Your instructions ▸ The answer should consist of each line from the data below that includes "Instant".

Records provided ▸

// Channel-backed transport port. Sends never block the scene; a full queue drops the event.

use crate::interface_adapters::utils::throttle::{self, should_log};
use crate::use_cases::{OutboundEvent, TransportPort};
use std::time::Instant;
use tokio::sync::mpsc;
use tracing::{debug, warn};

pub struct ChannelTransport {
    tx: mpsc::Sender<OutboundEvent>,
    last_full_log: Instant,
}

impl ChannelTransport {
    pub fn new(tx: mpsc::Sender<OutboundEvent>) -> Self {
        Self {
            tx,
            last_full_log: throttle::primed(),
        }
    }
}

impl TransportPort for ChannelTransport {
    fn emit(&mut self, event: OutboundEvent) {
        match self.tx.try_send(event) {
            Ok(()) => {}
            Err(mpsc::error::TrySendError::Full(event)) => {
                if should_log(&mut self.last_full_log) {
                    warn!(event = event.name(), "outbound channel full; dropping event");
                }
            }
            Err(mpsc::error::TrySendError::Closed(event)) => {
                debug!(event = event.name(), "outbound channel closed; dropping event");
            }
        }
    }
}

Answer to this task ▸
use std::time::Instant;
    last_full_log: Instant,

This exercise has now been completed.